64 DIN-A-4 Seiten; € 3,50.-

AIB, Gneisenaustr. 2a, 10961 Berlin

https://www.antifainfoblatt.de/

Das aktuelle AIB thematisiert den "geprobten Aufstand von Chemnitz" und die Dynamik der rassistischen Mobilisierung.

Chemnitz war nach der Tötung des 35jährigen Daniel H. in der Nacht zum 26. August Schauplatz rassistischer Proteste geworden. Die organisierten Aufmärsche und rassistische Hetzjagden waren nach Einschätzung des Redaktionskollektivs ein Zusammenschluss aus PEGIDA-, AfD- AnhängerInnen und besorgten BürgerInnen, mit Teilnahme aus dem rechten Ultras und Hooligan-Milieu und von der Identitären Bewegung. Neonazis, die die Tat als herbeigesehnten Rassenkrieg verklären. Kleinstparteien wie Pro Chemnitz, die sich durch diese rechten Mobilisierungen profilieren konnten, Ressentiments durch hetzerische Reden gegen Geflüchtete und Muslime schüren konnten, stellten antifaschistische Arbeit und Aktionen vor einer enormen Herausforderung. Das Redaktionskollektiv kommt zum Schluss, dass es die Aufgabe antifaschistischer Medien ist, schnellstmöglich verlässliche Informationen zu den ProtagonistInnen und dem Hintergrund dieser Mobilisierungen zu sammeln und zu veröffentlichen. Darüber hinaus ist eine lokale und gesellschaftliche Einordnung wichtig, um Informationen authentisch vermitteln zu können. Zum anderen kann eine starke antifaschistische Intervention nur dann erfolgreich sein, wenn möglichst viele Bündnisse geschaffen werden, mit dem Ziel, Übergriffe und Hetzjagden zu verhindern und den Menschen vor Ort Schutz und Unterstützung anzubieten. 
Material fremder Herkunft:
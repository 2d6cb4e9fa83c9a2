//! Model Context Protocol framing over stdio.
//!
//! Newline-delimited JSON-RPC 2.0: one request per line on stdin, one
//! response per line on stdout. Diagnostics never touch stdout; they go to
//! the tracing subscriber on stderr.

use serde::{Deserialize, Serialize};
use serde_json::{json, Value};
use tokio::io::{AsyncBufReadExt, AsyncWriteExt, BufReader};

use crate::tools::{ToolError, Toolbox};

/// The MCP protocol revision this server speaks.
pub const PROTOCOL_VERSION: &str = "2024-11-05";

const PARSE_ERROR: i64 = -32700;
const INVALID_REQUEST: i64 = -32600;
const METHOD_NOT_FOUND: i64 = -32601;
const INVALID_PARAMS: i64 = -32602;

#[derive(Debug, Deserialize)]
struct Request {
    #[serde(default)]
    id: Option<Value>,
    method: String,
    #[serde(default)]
    params: Value,
}

#[derive(Debug, Serialize, PartialEq)]
struct Response {
    jsonrpc: &'static str,
    id: Value,
    #[serde(skip_serializing_if = "Option::is_none")]
    result: Option<Value>,
    #[serde(skip_serializing_if = "Option::is_none")]
    error: Option<RpcError>,
}

#[derive(Debug, Serialize, PartialEq)]
struct RpcError {
    code: i64,
    message: String,
}

impl Response {
    fn result(id: Value, result: Value) -> Self {
        Self {
            jsonrpc: "2.0",
            id,
            result: Some(result),
            error: None,
        }
    }

    fn error(id: Value, code: i64, message: impl Into<String>) -> Self {
        Self {
            jsonrpc: "2.0",
            id,
            result: None,
            error: Some(RpcError {
                code,
                message: message.into(),
            }),
        }
    }
}

/// Serves the toolbox over stdin/stdout until stdin closes.
pub async fn serve(tools: Toolbox) -> anyhow::Result<()> {
    let mut lines = BufReader::new(tokio::io::stdin()).lines();
    let mut stdout = tokio::io::stdout();
    tracing::info!("serving MCP on stdio");
    while let Some(line) = lines.next_line().await? {
        if line.trim().is_empty() {
            continue;
        }
        if let Some(response) = handle_line(&tools, &line) {
            let mut frame = serde_json::to_string(&response)?;
            frame.push('\n');
            stdout.write_all(frame.as_bytes()).await?;
            stdout.flush().await?;
        }
    }
    tracing::info!("stdin closed, shutting down");
    Ok(())
}

/// Handles one raw frame. Returns `None` for notifications.
fn handle_line(tools: &Toolbox, line: &str) -> Option<Response> {
    let request: Request = match serde_json::from_str(line) {
        Ok(request) => request,
        Err(err) => {
            return Some(Response::error(
                Value::Null,
                PARSE_ERROR,
                format!("parse error: {err}"),
            ));
        }
    };
    let Some(id) = request.id else {
        // A notification; nothing is sent back.
        tracing::debug!(method = %request.method, "notification");
        return None;
    };
    Some(handle_request(tools, id, &request.method, request.params))
}

fn handle_request(tools: &Toolbox, id: Value, method: &str, params: Value) -> Response {
    match method {
        "initialize" => Response::result(
            id,
            json!({
                "protocolVersion": PROTOCOL_VERSION,
                "capabilities": { "tools": {} },
                "serverInfo": {
                    "name": env!("CARGO_PKG_NAME"),
                    "version": env!("CARGO_PKG_VERSION"),
                },
            }),
        ),
        "ping" => Response::result(id, json!({})),
        "tools/list" => Response::result(id, json!({ "tools": Toolbox::catalog() })),
        "tools/call" => {
            let Some(name) = params.get("name").and_then(Value::as_str) else {
                return Response::error(id, INVALID_REQUEST, "tools/call requires a tool name");
            };
            let arguments = params.get("arguments").cloned().unwrap_or(json!({}));
            match tools.call(name, arguments) {
                Ok(text) => Response::result(
                    id,
                    json!({ "content": [{ "type": "text", "text": text }] }),
                ),
                Err(err @ ToolError::InvalidArgs(_)) => {
                    Response::error(id, INVALID_PARAMS, err.to_string())
                }
                Err(err) => {
                    tracing::warn!(tool = name, "{err}");
                    Response::result(
                        id,
                        json!({
                            "content": [{ "type": "text", "text": err.to_string() }],
                            "isError": true,
                        }),
                    )
                }
            }
        }
        other => Response::error(id, METHOD_NOT_FOUND, format!("unknown method: {other}")),
    }
}

#[cfg(test)]
mod tests {
    use super::*;
    use modeldb::ModelDb;

    fn toolbox() -> Toolbox {
        let mut db = ModelDb::open_in_memory().unwrap();
        let input = ".model nfet nmos l=0.18u w=1u\n";
        for record in netlist::Parser::new(input, "server.sp", Default::default()) {
            db.insert_record(&record).unwrap();
        }
        Toolbox::new(db)
    }

    #[test]
    fn initialize_reports_protocol_and_tools_capability() {
        let response = handle_line(
            &toolbox(),
            r#"{"jsonrpc":"2.0","id":1,"method":"initialize","params":{}}"#,
        )
        .unwrap();
        let result = response.result.unwrap();
        assert_eq!(result["protocolVersion"], PROTOCOL_VERSION);
        assert!(result["capabilities"]["tools"].is_object());
    }

    #[test]
    fn tools_list_contains_the_catalog() {
        let response = handle_line(
            &toolbox(),
            r#"{"jsonrpc":"2.0","id":2,"method":"tools/list"}"#,
        )
        .unwrap();
        let tools = response.result.unwrap();
        assert_eq!(tools["tools"].as_array().unwrap().len(), 3);
    }

    #[test]
    fn tools_call_returns_text_content() {
        let response = handle_line(
            &toolbox(),
            r#"{"jsonrpc":"2.0","id":3,"method":"tools/call",
               "params":{"name":"query_models","arguments":{"model_type":"nmos"}}}"#,
        )
        .unwrap();
        let result = response.result.unwrap();
        let text = result["content"][0]["text"].as_str().unwrap();
        assert!(text.contains("nfet"));
        assert!(result.get("isError").is_none());
    }

    #[test]
    fn unknown_tool_reports_a_tool_error() {
        let response = handle_line(
            &toolbox(),
            r#"{"jsonrpc":"2.0","id":4,"method":"tools/call",
               "params":{"name":"simulate","arguments":{}}}"#,
        )
        .unwrap();
        let result = response.result.unwrap();
        assert_eq!(result["isError"], true);
    }

    #[test]
    fn bad_arguments_are_invalid_params() {
        let response = handle_line(
            &toolbox(),
            r#"{"jsonrpc":"2.0","id":5,"method":"tools/call",
               "params":{"name":"query_models","arguments":{}}}"#,
        )
        .unwrap();
        assert_eq!(response.error.unwrap().code, INVALID_PARAMS);
    }

    #[test]
    fn unknown_method_is_method_not_found() {
        let response = handle_line(
            &toolbox(),
            r#"{"jsonrpc":"2.0","id":6,"method":"resources/list"}"#,
        )
        .unwrap();
        assert_eq!(response.error.unwrap().code, METHOD_NOT_FOUND);
    }

    #[test]
    fn malformed_json_is_a_parse_error() {
        let response = handle_line(&toolbox(), "{not json").unwrap();
        assert_eq!(response.error.unwrap().code, PARSE_ERROR);
        assert_eq!(response.id, Value::Null);
    }

    #[test]
    fn notifications_get_no_response() {
        let response = handle_line(
            &toolbox(),
            r#"{"jsonrpc":"2.0","method":"notifications/initialized"}"#,
        );
        assert!(response.is_none());
    }

    #[test]
    fn ping_answers_empty_object() {
        let response =
            handle_line(&toolbox(), r#"{"jsonrpc":"2.0","id":7,"method":"ping"}"#).unwrap();
        assert_eq!(response.result.unwrap(), json!({}));
    }
}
Des Weiteren bewertet das AIB in einem Schwerpunkt den Ausgang des NSU-Prozesses. Andreas Förster erkennt genügend Indizien, dass das Zwickauer Trio nicht abgeschottet agierte, sondern mit einem Unterstützerumfeld größer strukturiert sein dürfte. Es gibt Spuren, die zu möglichen Unterstützern und Mittätern in Neonaziszenen außerhalb von Sachsen und Thüringen führen. Das Urteil gegen André Eminger ist unbestreitbar ein Zeichen in die Neonazi-­Szene, dass rechter Terror möglich ist und weitestgehend ungestraft bleibt. Das Urteil im NSU-Prozess ist als politischer Freispruch des Unterstützungsnetzwerks zu werten. Aus antifaschistischer Sicht folgt aus der Erkenntnis, nicht zugehört zu haben, den rechten Terror nicht als solchen erkannt und den NSU nicht aufgedeckt zu haben, die Konsequenz, dass nur eine kontinuierliche Weiterarbeit, der Kontakt zu den Betroffenen und breite Zusammenschlüsse offene Fragen beantworten, Formen eines würdigen Gedenkens ermöglichen können. 

Gesamteindruck:

Das antifaschistische Bündnis NSU-Watch und das AIB erkennen mit den rassistischen Aufmärschen in Chemnitz und den Urteilen im NSU-Prozess einen möglichen Nährboden für einen neuen NSU. Polizei und Verfassungsschutz stellen in ihren Analysen die Neonaziszene trotz ständiger Waffenfunde als unproblematisch dar. Vor diesem Hintergrund formiert sich eine gut organisierte, bewaffnete Neonaziszene, die nicht nur auf breite Bündnisse und Zusammenschlüsse aufbauen kann, sondern sich mit ihren militanten Aktionen auch aufgrund der Urteile im NSU-Prozess gestärkt fühlt. Erschreckend ist aber auch die Tatsache, dass das Gericht mit ihrem Urteil weder an Aufarbeitung, Aufklärung und Versöhnung interessiert war.